ところが、嗅覚による刺激は、記憶に大きく影響されることなく、ストレートに感情を左右することから、よくない臭いは誰にとっても不快なものとなります。

これは、においによって安全を確保するために身につけられた能力と考えられていて、においを嗅げば安全なものなのか、危険なものなのかを判断することによって生き延びていく本能的なものということです。

このことは発達障害がある子どもの支援をする中で強く感じることがあって、発達特性の一つの感覚過敏では味覚、聴覚、視覚、触覚は徐々に慣れてくることはあっても、嗅覚の鋭さは弱まってくることはほぼありません。

普通に考えると日常的な生活臭、人間が当たり前に発する体臭や持ち物などから発せられる臭いも、気分を落ち着かせない、なんとなく気になるというレベルではなくて、刺激が強すぎて集中できない、勉強も身に入らないということが起こっています。

その普通というのが通じないのが発達障害の特徴であり、中でも嗅覚過敏には「これくらいなら平気だろう」ということは通じません。

現在の子どもたちは嗅覚が鈍ってきているところがあり、以前であれば“においを嗅いで安全を確かめた”ということができていて、食中毒を起こすことがあっても感覚が鈍い一部の子どもだけということがありました。
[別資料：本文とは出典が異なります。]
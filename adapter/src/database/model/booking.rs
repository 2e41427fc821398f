use chrono::{DateTime, NaiveDate, Utc};
use kernel::model::{
    booking::{Booking, BookingStatus},
    id::{BookingId, GuestId, RoomId},
};
use rust_decimal::Decimal;
use shared::error::AppError;
use std::str::FromStr;

#[derive(Debug, sqlx::FromRow)]
pub struct BookingRow {
    pub booking_id: BookingId,
    pub guest_id: GuestId,
    pub room_id: RoomId,
    pub check_in_date: NaiveDate,
    pub check_out_date: NaiveDate,
    pub total_price: Decimal,
    pub discount_amount: Decimal,
    pub coupon_code: Option<String>,
    pub status: String,
    pub created_at: DateTime<Utc>,
}

impl TryFrom<BookingRow> for Booking {
    type Error = AppError;

    fn try_from(value: BookingRow) -> Result<Self, Self::Error> {
        let BookingRow {
            booking_id,
            guest_id,
            room_id,
            check_in_date,
            check_out_date,
            total_price,
            discount_amount,
            coupon_code,
            status,
            created_at,
        } = value;
        let status = BookingStatus::from_str(&status).map_err(|_| {
            AppError::ConversionEntityError(format!("unknown booking status: {status}"))
        })?;
        Ok(Booking {
            id: booking_id,
            guest_id,
            room_id,
            check_in: check_in_date,
            check_out: check_out_date,
            total_price,
            discount_amount,
            coupon_code,
            status,
            created_at,
        })
    }
}
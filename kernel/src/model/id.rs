macro_rules! define_id {
    ($id_type:ident) => {
        #[derive(
            Debug,
            Clone,
            Copy,
            PartialEq,
            Eq,
            Hash,
            serde::Serialize,
            serde::Deserialize,
            sqlx::Type,
        )]
        #[serde(transparent)]
        #[sqlx(transparent)]
        pub struct $id_type(uuid::Uuid);

        impl $id_type {
            pub fn new() -> Self {
                Self(uuid::Uuid::new_v4())
            }

            pub fn raw(self) -> uuid::Uuid {
                self.0
            }
        }

        impl Default for $id_type {
            fn default() -> Self {
                Self::new()
            }
        }

        impl std::fmt::Display for $id_type {
            fn fmt(&self, f: &mut std::fmt::Formatter<'_>) -> std::fmt::Result {
                self.0.fmt(f)
            }
        }

        impl std::str::FromStr for $id_type {
            type Err = shared::error::AppError;

            fn from_str(s: &str) -> Result<Self, Self::Err> {
                Ok(Self(uuid::Uuid::parse_str(s)?))
            }
        }
    };
}

define_id!(UserId);
define_id!(RoomId);
define_id!(GuestId);
define_id!(BookingId);
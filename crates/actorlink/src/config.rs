//! Client configuration.
//!
//! Built in code with the `with_*` setters or parsed from TOML:
//!
//! ```toml
//! endpoint = "http://127.0.0.1:6420"
//! encoding = "msgpack"
//! connect_timeout_ms = 5000
//! call_timeout_ms = 30000
//! event_queue_capacity = 1024
//! ```

use std::path::Path;
use std::time::Duration;

use actorwire::Encoding;
use serde::Deserialize;
use serde::Deserializer;

use crate::error::Error;
use crate::error::Result;

#[derive(Debug, Clone, PartialEq, Deserialize)]
pub struct ClientConfig {
    /// Base address of the actor runtime, `http://` or `https://`.
    #[serde(default = "default_endpoint")]
    pub endpoint: String,
    #[serde(default)]
    pub encoding: Encoding,
    /// Limit for establishing the resolve exchange and the push connection.
    #[serde(default, rename = "connect_timeout_ms", deserialize_with = "opt_millis")]
    pub connect_timeout: Option<Duration>,
    /// Per-call deadline. `None` waits until a reply or a disconnect.
    #[serde(default, rename = "call_timeout_ms", deserialize_with = "opt_millis")]
    pub call_timeout: Option<Duration>,
    /// Bound on undelivered queue-mode events per event name. `None` is unbounded.
    #[serde(default)]
    pub event_queue_capacity: Option<usize>,
}

fn default_endpoint() -> String {
    "http://127.0.0.1:6420".to_string()
}

fn opt_millis<'de, D>(deserializer: D) -> std::result::Result<Option<Duration>, D::Error>
where
    D: Deserializer<'de>,
{
    Ok(Option::<u64>::deserialize(deserializer)?.map(Duration::from_millis))
}

impl Default for ClientConfig {
    fn default() -> Self {
        Self {
            endpoint: default_endpoint(),
            encoding: Encoding::default(),
            connect_timeout: None,
            call_timeout: None,
            event_queue_capacity: None,
        }
    }
}

impl ClientConfig {
    pub fn new(endpoint: impl Into<String>) -> Self {
        Self {
            endpoint: endpoint.into(),
            ..Self::default()
        }
    }

    pub fn with_encoding(mut self, encoding: Encoding) -> Self {
        self.encoding = encoding;
        self
    }

    pub fn with_connect_timeout(mut self, timeout: Duration) -> Self {
        self.connect_timeout = Some(timeout);
        self
    }

    pub fn with_call_timeout(mut self, timeout: Duration) -> Self {
        self.call_timeout = Some(timeout);
        self
    }

    pub fn with_event_queue_capacity(mut self, capacity: usize) -> Self {
        self.event_queue_capacity = Some(capacity);
        self
    }

    /// Parses and validates a TOML document.
    pub fn from_toml_str(content: &str) -> Result<Self> {
        let config: Self = toml::from_str(content).map_err(|e| Error::Config(e.to_string()))?;
        config.validate()?;
        Ok(config)
    }

    /// Loads configuration from a TOML file.
    pub fn load_from(path: impl AsRef<Path>) -> Result<Self> {
        let path = path.as_ref();
        let content = std::fs::read_to_string(path)
            .map_err(|e| Error::Config(format!("{}: {}", path.display(), e)))?;
        Self::from_toml_str(&content)
    }

    pub fn validate(&self) -> Result<()> {
        let url = url::Url::parse(&self.endpoint)
            .map_err(|e| Error::Config(format!("invalid endpoint '{}': {}", self.endpoint, e)))?;

        if !matches!(url.scheme(), "http" | "https") {
            return Err(Error::Config(format!(
                "endpoint must be http or https, got '{}'",
                url.scheme()
            )));
        }

        if self.event_queue_capacity == Some(0) {
            return Err(Error::Config("event_queue_capacity must be at least 1".into()));
        }

        Ok(())
    }
}
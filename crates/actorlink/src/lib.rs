//! # ActorLink
//!
//! A client for remotely hosted, stateful actors.
//!
//! A [`Client`] resolves an actor address (type plus tags, or a known id) to an
//! [`ActorHandle`]. Through the handle a caller invokes named actions and awaits their
//! results, and receives server-pushed events either through callbacks or by pulling them
//! from a queue.
//!
//! The same API is offered twice: async in the crate root, and blocking in [`blocking`].
//! Both run on the one protocol engine.
//!
//! ```no_run
//! # async fn demo() -> actorlink::Result<()> {
//! use actorlink::Client;
//! use actorlink::ClientConfig;
//! use actorlink::GetOptions;
//! use serde_json::json;
//!
//! let client = Client::new(ClientConfig::new("http://127.0.0.1:6420"))?;
//! let counter = client.get("counter", GetOptions::default()).await?;
//!
//! counter.on_event("newCount", |count| println!("count is now {}", count))?;
//! let count = counter.action("increment", vec![json!(5)]).await?;
//! assert_eq!(count, json!(5));
//!
//! counter.disconnect().await;
//! # Ok(())
//! # }
//! ```

pub mod blocking;
pub mod client;
pub mod config;
mod engine;
pub mod error;
pub mod handle;
pub mod http;
#[cfg(any(test, feature = "test-util"))]
pub mod mock_transport;
pub mod reference;
mod registry;
pub mod transport;

pub use actorwire::Encoding;
pub use actorwire::Tags;
pub use client::Client;
pub use client::CreateOptions;
pub use client::CreateRequestMetadata;
pub use client::GetOptions;
pub use client::GetWithIdOptions;
pub use config::ClientConfig;
pub use engine::Dispatch;
pub use engine::DropReason;
pub use engine::LinkState;
pub use error::Error;
pub use error::ErrorKind;
pub use error::RemoteError;
pub use error::Result;
pub use handle::ActorHandle;
pub use reference::ActorQuery;
pub use reference::ActorReference;
pub use registry::Event;
pub use registry::EventCallback;
pub use transport::Connection;
pub use transport::Transport;
pub use transport::TransportError;
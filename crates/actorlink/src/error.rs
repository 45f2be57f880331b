//! # Client Errors
//!
//! Every failure an operation on a client or handle can surface.
//!
//! Anomalies detected by the driver for frames nobody is waiting on are logged and dropped;
//! they only become an `Error` when a caller would otherwise never complete.

use actorwire::ErrorFrame;
use serde_json::Value;

use crate::transport::TransportError;

/// A failure described by the remote side.
#[derive(Debug, Clone, PartialEq)]
pub struct RemoteError {
    pub code: String,
    pub reason: String,
    pub metadata: Option<Value>,
}

impl From<ErrorFrame> for RemoteError {
    fn from(frame: ErrorFrame) -> Self {
        Self {
            code: frame.code,
            reason: frame.reason,
            metadata: frame.metadata,
        }
    }
}

impl std::fmt::Display for RemoteError {
    fn fmt(&self, f: &mut std::fmt::Formatter<'_>) -> std::fmt::Result {
        if self.code.is_empty() {
            write!(f, "{}", self.reason)
        } else {
            write!(f, "{}: {}", self.code, self.reason)
        }
    }
}

#[derive(Debug, Clone)]
pub enum Error {
    /// The transport could not be established or failed during resolve.
    Connection(TransportError),
    /// The resolve was rejected because no matching actor exists.
    ActorNotFound(String),
    /// The resolve was rejected because the tags are malformed.
    InvalidTags(String),
    /// The resolve was rejected for another remote-supplied reason.
    ResolveRejected(RemoteError),
    /// The action ran and failed on the remote side.
    RemoteAction(RemoteError),
    /// The connection was lost while the operation was pending, or before it started.
    Disconnected,
    /// The handle was explicitly disconnected.
    HandleClosed,
    /// A caller-imposed deadline passed.
    Timeout,
    /// The remote side broke the protocol in a way that affects this caller.
    ProtocolViolation(String),
    /// The event name already has a subscription in the other delivery mode.
    SubscriptionConflict(String),
    /// `receive` was called for an event with no queue-mode subscription.
    NotSubscribed(String),
    Codec(actorwire::Error),
    Config(String),
}

/// Discriminant of an [`Error`], without its payload.
#[derive(Debug, Clone, Copy, PartialEq, Eq, Hash)]
pub enum ErrorKind {
    Connection,
    ActorNotFound,
    InvalidTags,
    ResolveRejected,
    RemoteAction,
    Disconnected,
    HandleClosed,
    Timeout,
    ProtocolViolation,
    SubscriptionConflict,
    NotSubscribed,
    Codec,
    Config,
}

impl Error {
    pub fn kind(&self) -> ErrorKind {
        match self {
            Self::Connection(_) => ErrorKind::Connection,
            Self::ActorNotFound(_) => ErrorKind::ActorNotFound,
            Self::InvalidTags(_) => ErrorKind::InvalidTags,
            Self::ResolveRejected(_) => ErrorKind::ResolveRejected,
            Self::RemoteAction(_) => ErrorKind::RemoteAction,
            Self::Disconnected => ErrorKind::Disconnected,
            Self::HandleClosed => ErrorKind::HandleClosed,
            Self::Timeout => ErrorKind::Timeout,
            Self::ProtocolViolation(_) => ErrorKind::ProtocolViolation,
            Self::SubscriptionConflict(_) => ErrorKind::SubscriptionConflict,
            Self::NotSubscribed(_) => ErrorKind::NotSubscribed,
            Self::Codec(_) => ErrorKind::Codec,
            Self::Config(_) => ErrorKind::Config,
        }
    }

    /// The remote-supplied failure, for resolve rejections and failed actions.
    pub fn remote(&self) -> Option<&RemoteError> {
        match self {
            Self::ResolveRejected(e) | Self::RemoteAction(e) => Some(e),
            _ => None,
        }
    }
}

impl std::fmt::Display for Error {
    fn fmt(&self, f: &mut std::fmt::Formatter<'_>) -> std::fmt::Result {
        match self {
            Self::Connection(e) => write!(f, "Connection error: {}", e),
            Self::ActorNotFound(msg) => write!(f, "Actor not found: {}", msg),
            Self::InvalidTags(msg) => write!(f, "Invalid tags: {}", msg),
            Self::ResolveRejected(e) => write!(f, "Resolve rejected: {}", e),
            Self::RemoteAction(e) => write!(f, "Remote action failed: {}", e),
            Self::Disconnected => write!(f, "Disconnected"),
            Self::HandleClosed => write!(f, "Handle is closed"),
            Self::Timeout => write!(f, "Operation timed out"),
            Self::ProtocolViolation(msg) => write!(f, "Protocol violation: {}", msg),
            Self::SubscriptionConflict(event) => {
                write!(f, "Event '{}' is already subscribed in the other delivery mode", event)
            }
            Self::NotSubscribed(event) => write!(f, "No queue subscription for '{}'", event),
            Self::Codec(e) => write!(f, "Codec error: {}", e),
            Self::Config(msg) => write!(f, "Config error: {}", msg),
        }
    }
}

impl std::error::Error for Error {
    fn source(&self) -> Option<&(dyn std::error::Error + 'static)> {
        match self {
            Self::Connection(e) => Some(e),
            Self::Codec(e) => Some(e),
            _ => None,
        }
    }
}

impl From<TransportError> for Error {
    fn from(e: TransportError) -> Self {
        Self::Connection(e)
    }
}

impl From<actorwire::Error> for Error {
    fn from(e: actorwire::Error) -> Self {
        Self::Codec(e)
    }
}

pub type Result<T> = std::result::Result<T, Error>;
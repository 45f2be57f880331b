//! # Subscription Registry
//!
//! Per-handle routing of inbound events, by event name, to one of two delivery modes:
//!
//! - **Callback**: an ordered list of callbacks, all invoked in registration order for every
//!   matching event, on the task that dispatches inbound frames.
//! - **Queue**: events are appended to a FIFO owned by that name and taken out by
//!   [`Registry::receive`]. Receiving across names merges the FIFOs in arrival order.
//!
//! A name uses one mode for the lifetime of the handle. Events for names with no
//! subscription are dropped; nothing is buffered for a subscription that does not exist yet.

use std::collections::HashMap;
use std::collections::VecDeque;
use std::panic::AssertUnwindSafe;
use std::sync::Arc;
use std::sync::Mutex;
use std::sync::MutexGuard;
use std::sync::PoisonError;

use dashmap::DashMap;
use dashmap::mapref::entry::Entry;
use serde_json::Value;
use tokio::sync::Notify;

use crate::error::Error;
use crate::error::Result;

/// Callback invoked with the payload of each matching event.
pub type EventCallback = dyn Fn(&Value) + Send + Sync;

/// An event taken out of a queue-mode subscription.
#[derive(Debug, Clone, PartialEq)]
pub struct Event {
    pub name: String,
    pub payload: Value,
}

/// What happened to one inbound event.
#[derive(Debug, Clone, Copy, PartialEq, Eq)]
pub enum Delivered {
    /// Handed to this many callbacks.
    Callbacks(usize),
    /// Appended to the receive queue.
    Queued,
    /// The queue was at capacity; the event was dropped.
    Overflow,
    /// No subscription for the name; the event was dropped.
    NoSubscriber,
    /// The registry was closed; the event was dropped.
    Closed,
}

enum Delivery {
    Callbacks(Vec<Arc<EventCallback>>),
    Queue,
}

struct EventQueues {
    /// One FIFO per queue-mode name. Entries carry their arrival sequence number.
    by_name: HashMap<String, VecDeque<(u64, Event)>>,
    next_seq: u64,
    /// Set once the handle's connection is gone. Pending receivers fail with this.
    closed: Option<Error>,
}

impl EventQueues {
    fn len(&self, name: Option<&str>) -> usize {
        match name {
            Some(name) => self.by_name.get(name).map_or(0, VecDeque::len),
            None => self.by_name.values().map(VecDeque::len).sum(),
        }
    }

    /// Removes the oldest `count` events for `name` (or across all names), if that many are
    /// present.
    fn take(&mut self, name: Option<&str>, count: usize) -> Option<Vec<Event>> {
        if self.len(name) < count {
            return None;
        }

        if let Some(name) = name {
            let queue = self.by_name.get_mut(name)?;
            return Some(queue.drain(..count).map(|(_, event)| event).collect());
        }

        let mut taken = Vec::with_capacity(count);
        while taken.len() < count {
            let oldest = self
                .by_name
                .values_mut()
                .filter(|queue| !queue.is_empty())
                .min_by_key(|queue| queue.front().map(|(seq, _)| *seq))?;
            let (_, event) = oldest.pop_front()?;
            taken.push(event);
        }
        Some(taken)
    }
}

pub(crate) struct Registry {
    subscriptions: DashMap<String, Delivery>,
    queues: Mutex<EventQueues>,
    arrived: Notify,
    capacity: Option<usize>,
}

impl Registry {
    pub(crate) fn new(capacity: Option<usize>) -> Self {
        Self {
            subscriptions: DashMap::new(),
            queues: Mutex::new(EventQueues {
                by_name: HashMap::new(),
                next_seq: 0,
                closed: None,
            }),
            arrived: Notify::new(),
            capacity,
        }
    }

    fn lock_queues(&self) -> MutexGuard<'_, EventQueues> {
        self.queues.lock().unwrap_or_else(PoisonError::into_inner)
    }

    fn ensure_open(&self) -> Result<()> {
        match &self.lock_queues().closed {
            Some(reason) => Err(reason.clone()),
            None => Ok(()),
        }
    }

    /// Appends a callback for `name`.
    ///
    /// Returns `true` if this created the subscription for `name`.
    pub(crate) fn register_callback(&self, name: &str, callback: Arc<EventCallback>) -> Result<bool> {
        self.ensure_open()?;

        match self.subscriptions.entry(name.to_string()) {
            Entry::Occupied(mut entry) => match entry.get_mut() {
                Delivery::Callbacks(callbacks) => {
                    callbacks.push(callback);
                    Ok(false)
                }
                Delivery::Queue => Err(Error::SubscriptionConflict(name.to_string())),
            },
            Entry::Vacant(entry) => {
                entry.insert(Delivery::Callbacks(vec![callback]));
                Ok(true)
            }
        }
    }

    /// Activates queue delivery for `name`. Subscribing twice is a no-op.
    ///
    /// Returns `true` if this created the subscription for `name`.
    pub(crate) fn subscribe(&self, name: &str) -> Result<bool> {
        self.ensure_open()?;

        match self.subscriptions.entry(name.to_string()) {
            Entry::Occupied(entry) => match entry.get() {
                Delivery::Queue => Ok(false),
                Delivery::Callbacks(_) => Err(Error::SubscriptionConflict(name.to_string())),
            },
            Entry::Vacant(entry) => {
                self.lock_queues().by_name.entry(name.to_string()).or_default();
                entry.insert(Delivery::Queue);
                Ok(true)
            }
        }
    }

    /// Routes one inbound event.
    pub(crate) fn deliver(&self, name: &str, payload: Value) -> Delivered {
        // Clone the callback list so none of them runs under the map's shard lock.
        let callbacks = match self.subscriptions.get(name).as_deref() {
            None => return Delivered::NoSubscriber,
            Some(Delivery::Callbacks(callbacks)) => callbacks.clone(),
            Some(Delivery::Queue) => return self.enqueue(name, payload),
        };

        for callback in &callbacks {
            let outcome = std::panic::catch_unwind(AssertUnwindSafe(|| callback(&payload)));
            if outcome.is_err() {
                tracing::warn!(event = name, "event callback panicked");
            }
        }
        Delivered::Callbacks(callbacks.len())
    }

    fn enqueue(&self, name: &str, payload: Value) -> Delivered {
        {
            let mut queues = self.lock_queues();
            if queues.closed.is_some() {
                return Delivered::Closed;
            }

            let seq = queues.next_seq;
            let queue = queues.by_name.entry(name.to_string()).or_default();
            if self.capacity.is_some_and(|cap| queue.len() >= cap) {
                tracing::warn!(event = name, capacity = ?self.capacity, "event queue full, dropping event");
                return Delivered::Overflow;
            }
            queue.push_back((
                seq,
                Event {
                    name: name.to_string(),
                    payload,
                },
            ));
            queues.next_seq += 1;
        }

        self.arrived.notify_waiters();
        Delivered::Queued
    }

    /// Waits until `count` events matching `name` (any queue-mode name if `None`) are queued,
    /// then removes and returns them in arrival order.
    pub(crate) async fn receive(&self, name: Option<&str>, count: usize) -> Result<Vec<Event>> {
        self.check_receivable(name, count)?;

        loop {
            // Register interest before inspecting the queue so an event that lands in between
            // still wakes us.
            let notified = self.arrived.notified();
            tokio::pin!(notified);
            notified.as_mut().enable();

            {
                let mut queues = self.lock_queues();
                if let Some(events) = queues.take(name, count) {
                    return Ok(events);
                }
                if let Some(reason) = &queues.closed {
                    return Err(reason.clone());
                }
            }

            notified.await;
        }
    }

    fn check_receivable(&self, name: Option<&str>, count: usize) -> Result<()> {
        let queues = match name {
            Some(name) => {
                let queued = matches!(self.subscriptions.get(name).as_deref(), Some(Delivery::Queue));
                usize::from(queued)
            }
            None => self
                .subscriptions
                .iter()
                .filter(|entry| matches!(entry.value(), Delivery::Queue))
                .count(),
        };

        if queues == 0 {
            // A closed registry reports its close reason rather than a missing subscription.
            self.ensure_open()?;
            return Err(Error::NotSubscribed(name.unwrap_or("*").to_string()));
        }

        // Bounded queues could never hold that many events at once.
        if let Some(cap) = self.capacity {
            if count > cap.saturating_mul(queues) {
                return Err(Error::Config(format!(
                    "receive of {} events exceeds event_queue_capacity {}",
                    count, cap
                )));
            }
        }

        Ok(())
    }

    /// Number of undelivered queue-mode events matching `name`.
    pub(crate) fn queued(&self, name: Option<&str>) -> usize {
        self.lock_queues().len(name)
    }

    /// Drops the subscription for `name` and anything queued for it.
    pub(crate) fn remove(&self, name: &str) {
        self.subscriptions.remove(name);
        self.lock_queues().by_name.remove(name);
    }

    /// Stops delivery and wakes every pending receiver with `reason`.
    ///
    /// With `discard`, queued events and all subscriptions are dropped as well.
    pub(crate) fn close(&self, reason: Error, discard: bool) {
        {
            let mut queues = self.lock_queues();
            if queues.closed.is_none() {
                queues.closed = Some(reason);
            }
            if discard {
                queues.by_name.clear();
            }
        }

        if discard {
            self.subscriptions.clear();
        }
        self.arrived.notify_waiters();
    }
}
しかし、今はクラス全員が食中毒を起こすことは珍しいことではなくて、それだけ嗅覚が鈍くなっている証拠と言われます。

そのように全体的に嗅覚が鈍くなっているところに、ごく一部が嗅覚過敏であると、よくない臭いの苦しさは気づいてもらいにくくなっています。

そういったこともあるだけに「よい匂いだけを嗅ぎたい」と願うなら、よい匂いを追い求めるようにするしかないということを伝えるようにしています。